• [WHAT IS BEING ASKED] Look below for the line with "pub mod cli;", and from there restate every line word for word until the entries end.

• [SUPPLIED MATERIAL]
mod logging;
mod runner;
mod types;

pub use runner::run_cli;
pub mod cli;
pub mod formats;
pub mod model;
pub mod presets;
pub mod render;
pub mod runtime;

pub fn run_cli() -> Result<(), String> {
    cli::run_cli()
}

• [RESPONSE]
pub mod cli;
pub mod formats;
pub mod model;
pub mod presets;
pub mod render;
pub mod runtime;

pub fn run_cli() -> Result<(), String> {
    cli::run_cli()
}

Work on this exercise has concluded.